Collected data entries
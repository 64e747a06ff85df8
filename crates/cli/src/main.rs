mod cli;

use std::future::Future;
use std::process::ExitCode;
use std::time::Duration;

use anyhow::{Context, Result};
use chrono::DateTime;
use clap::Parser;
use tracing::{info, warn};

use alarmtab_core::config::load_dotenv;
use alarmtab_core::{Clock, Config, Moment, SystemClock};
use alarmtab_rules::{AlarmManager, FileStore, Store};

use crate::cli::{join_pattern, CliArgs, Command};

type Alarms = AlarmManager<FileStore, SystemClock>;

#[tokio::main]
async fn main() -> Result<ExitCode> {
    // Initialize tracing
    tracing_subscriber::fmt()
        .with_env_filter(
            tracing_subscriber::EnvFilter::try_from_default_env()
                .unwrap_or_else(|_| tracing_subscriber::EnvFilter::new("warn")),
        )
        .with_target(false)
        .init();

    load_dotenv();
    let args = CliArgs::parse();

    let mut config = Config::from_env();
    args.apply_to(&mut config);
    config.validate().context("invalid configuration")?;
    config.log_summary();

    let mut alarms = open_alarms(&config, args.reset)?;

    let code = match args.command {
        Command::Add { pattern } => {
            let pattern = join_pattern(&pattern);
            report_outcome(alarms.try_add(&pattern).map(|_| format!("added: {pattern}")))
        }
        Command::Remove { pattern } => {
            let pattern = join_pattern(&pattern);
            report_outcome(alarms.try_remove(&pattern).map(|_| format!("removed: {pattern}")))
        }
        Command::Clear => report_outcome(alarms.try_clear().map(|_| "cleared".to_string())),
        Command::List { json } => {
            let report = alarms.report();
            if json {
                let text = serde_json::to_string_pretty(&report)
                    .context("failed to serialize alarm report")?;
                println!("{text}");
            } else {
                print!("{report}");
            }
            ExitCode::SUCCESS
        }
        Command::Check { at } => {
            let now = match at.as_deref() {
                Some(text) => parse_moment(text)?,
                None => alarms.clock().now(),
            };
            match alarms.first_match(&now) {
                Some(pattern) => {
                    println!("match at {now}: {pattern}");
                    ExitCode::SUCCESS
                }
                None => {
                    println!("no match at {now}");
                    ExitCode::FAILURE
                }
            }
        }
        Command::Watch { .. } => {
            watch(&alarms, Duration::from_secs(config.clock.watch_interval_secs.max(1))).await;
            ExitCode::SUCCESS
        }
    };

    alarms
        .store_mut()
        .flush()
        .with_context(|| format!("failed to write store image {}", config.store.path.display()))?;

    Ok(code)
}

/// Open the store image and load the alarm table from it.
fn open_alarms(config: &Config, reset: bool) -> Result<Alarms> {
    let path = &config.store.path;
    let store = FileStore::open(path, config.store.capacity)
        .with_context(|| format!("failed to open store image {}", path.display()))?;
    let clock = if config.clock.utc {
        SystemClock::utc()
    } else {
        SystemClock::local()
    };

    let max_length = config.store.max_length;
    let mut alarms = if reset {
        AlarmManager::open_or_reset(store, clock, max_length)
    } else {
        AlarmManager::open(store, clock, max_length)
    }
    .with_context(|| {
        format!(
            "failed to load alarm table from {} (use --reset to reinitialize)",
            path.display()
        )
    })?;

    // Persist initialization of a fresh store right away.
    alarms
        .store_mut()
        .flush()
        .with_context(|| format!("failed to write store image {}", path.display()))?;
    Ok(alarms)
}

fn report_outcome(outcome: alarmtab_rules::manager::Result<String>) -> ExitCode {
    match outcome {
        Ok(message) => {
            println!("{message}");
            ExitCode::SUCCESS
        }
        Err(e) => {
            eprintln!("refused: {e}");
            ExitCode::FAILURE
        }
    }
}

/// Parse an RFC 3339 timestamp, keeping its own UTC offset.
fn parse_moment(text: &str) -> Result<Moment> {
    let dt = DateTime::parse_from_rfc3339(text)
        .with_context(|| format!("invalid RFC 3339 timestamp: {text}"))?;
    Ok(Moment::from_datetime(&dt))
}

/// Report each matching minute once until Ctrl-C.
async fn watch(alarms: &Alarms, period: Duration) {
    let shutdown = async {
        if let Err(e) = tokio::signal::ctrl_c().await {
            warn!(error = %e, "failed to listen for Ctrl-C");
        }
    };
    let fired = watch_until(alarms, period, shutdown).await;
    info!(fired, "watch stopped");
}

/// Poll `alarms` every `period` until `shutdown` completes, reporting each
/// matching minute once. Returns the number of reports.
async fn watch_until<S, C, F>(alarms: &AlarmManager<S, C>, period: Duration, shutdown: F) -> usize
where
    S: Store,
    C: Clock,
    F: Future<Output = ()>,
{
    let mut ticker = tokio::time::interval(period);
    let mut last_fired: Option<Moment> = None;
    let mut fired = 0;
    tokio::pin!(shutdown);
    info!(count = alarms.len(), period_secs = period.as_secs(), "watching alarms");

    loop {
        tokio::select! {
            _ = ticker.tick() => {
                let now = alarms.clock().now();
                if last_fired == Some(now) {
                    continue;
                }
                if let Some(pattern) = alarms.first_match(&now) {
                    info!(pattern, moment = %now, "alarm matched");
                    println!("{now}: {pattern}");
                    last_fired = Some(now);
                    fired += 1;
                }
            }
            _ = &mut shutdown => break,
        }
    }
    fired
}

▶ **Directions**: Every record, from the first to the last, should be transcribed exactly.

▶ **Answer section**:
repository 64e747a06ff85df8
filename crates/cli/src/main.rs
mod cli;

use std::future::Future;
use std::process::ExitCode;
use std::time::Duration;

use anyhow::{Context, Result};
use chrono::DateTime;
use clap::Parser;
use tracing::{info, warn};

use alarmtab_core::config::load_dotenv;
use alarmtab_core::{Clock, Config, Moment, SystemClock};
use alarmtab_rules::{AlarmManager, FileStore, Store};

use crate::cli::{join_pattern, CliArgs, Command};

type Alarms = AlarmManager<FileStore, SystemClock>;

#[tokio::main]
async fn main() -> Result<ExitCode> {
    // Initialize tracing
    tracing_subscriber::fmt()
        .with_env_filter(
            tracing_subscriber::EnvFilter::try_from_default_env()
                .unwrap_or_else(|_| tracing_subscriber::EnvFilter::new("warn")),
        )
        .with_target(false)
        .init();

    load_dotenv();
    let args = CliArgs::parse();

    let mut config = Config::from_env();
    args.apply_to(&mut config);
    config.validate().context("invalid configuration")?;
    config.log_summary();

    let mut alarms = open_alarms(&config, args.reset)?;

    let code = match args.command {
        Command::Add { pattern } => {
            let pattern = join_pattern(&pattern);
            report_outcome(alarms.try_add(&pattern).map(|_| format!("added: {pattern}")))
        }
        Command::Remove { pattern } => {
            let pattern = join_pattern(&pattern);
            report_outcome(alarms.try_remove(&pattern).map(|_| format!("removed: {pattern}")))
        }
        Command::Clear => report_outcome(alarms.try_clear().map(|_| "cleared".to_string())),
        Command::List { json } => {
            let report = alarms.report();
            if json {
                let text = serde_json::to_string_pretty(&report)
                    .context("failed to serialize alarm report")?;
                println!("{text}");
            } else {
                print!("{report}");
            }
            ExitCode::SUCCESS
        }
        Command::Check { at } => {
            let now = match at.as_deref() {
                Some(text) => parse_moment(text)?,
                None => alarms.clock().now(),
            };
            match alarms.first_match(&now) {
                Some(pattern) => {
                    println!("match at {now}: {pattern}");
                    ExitCode::SUCCESS
                }
                None => {
                    println!("no match at {now}");
                    ExitCode::FAILURE
                }
            }
        }
        Command::Watch { .. } => {
            watch(&alarms, Duration::from_secs(config.clock.watch_interval_secs.max(1))).await;
            ExitCode::SUCCESS
        }
    };

    alarms
        .store_mut()
        .flush()
        .with_context(|| format!("failed to write store image {}", config.store.path.display()))?;

    Ok(code)
}

/// Open the store image and load the alarm table from it.
fn open_alarms(config: &Config, reset: bool) -> Result<Alarms> {
    let path = &config.store.path;
    let store = FileStore::open(path, config.store.capacity)
        .with_context(|| format!("failed to open store image {}", path.display()))?;
    let clock = if config.clock.utc {
        SystemClock::utc()
    } else {
        SystemClock::local()
    };

    let max_length = config.store.max_length;
    let mut alarms = if reset {
        AlarmManager::open_or_reset(store, clock, max_length)
    } else {
        AlarmManager::open(store, clock, max_length)
    }
    .with_context(|| {
        format!(
            "failed to load alarm table from {} (use --reset to reinitialize)",
            path.display()
        )
    })?;

    // Persist initialization of a fresh store right away.
    alarms
        .store_mut()
        .flush()
        .with_context(|| format!("failed to write store image {}", path.display()))?;
    Ok(alarms)
}

fn report_outcome(outcome: alarmtab_rules::manager::Result<String>) -> ExitCode {
    match outcome {
        Ok(message) => {
            println!("{message}");
            ExitCode::SUCCESS
        }
        Err(e) => {
            eprintln!("refused: {e}");
            ExitCode::FAILURE
        }
    }
}

/// Parse an RFC 3339 timestamp, keeping its own UTC offset.
fn parse_moment(text: &str) -> Result<Moment> {
    let dt = DateTime::parse_from_rfc3339(text)
        .with_context(|| format!("invalid RFC 3339 timestamp: {text}"))?;
    Ok(Moment::from_datetime(&dt))
}

/// Report each matching minute once until Ctrl-C.
async fn watch(alarms: &Alarms, period: Duration) {
    let shutdown = async {
        if let Err(e) = tokio::signal::ctrl_c().await {
            warn!(error = %e, "failed to listen for Ctrl-C");
        }
    };
    let fired = watch_until(alarms, period, shutdown).await;
    info!(fired, "watch stopped");
}

/// Poll `alarms` every `period` until `shutdown` completes, reporting each
/// matching minute once. Returns the number of reports.
async fn watch_until<S, C, F>(alarms: &AlarmManager<S, C>, period: Duration, shutdown: F) -> usize
where
    S: Store,
    C: Clock,
    F: Future<Output = ()>,
{
    let mut ticker = tokio::time::interval(period);
    let mut last_fired: Option<Moment> = None;
    let mut fired = 0;
    tokio::pin!(shutdown);
    info!(count = alarms.len(), period_secs = period.as_secs(), "watching alarms");

    loop {
        tokio::select! {
            _ = ticker.tick() => {
                let now = alarms.clock().now();
                if last_fired == Some(now) {
                    continue;
                }
                if let Some(pattern) = alarms.first_match(&now) {
                    info!(pattern, moment = %now, "alarm matched");
                    println!("{now}: {pattern}");
                    last_fired = Some(now);
                    fired += 1;
                }
            }
            _ = &mut shutdown => break,
        }
    }
    fired
}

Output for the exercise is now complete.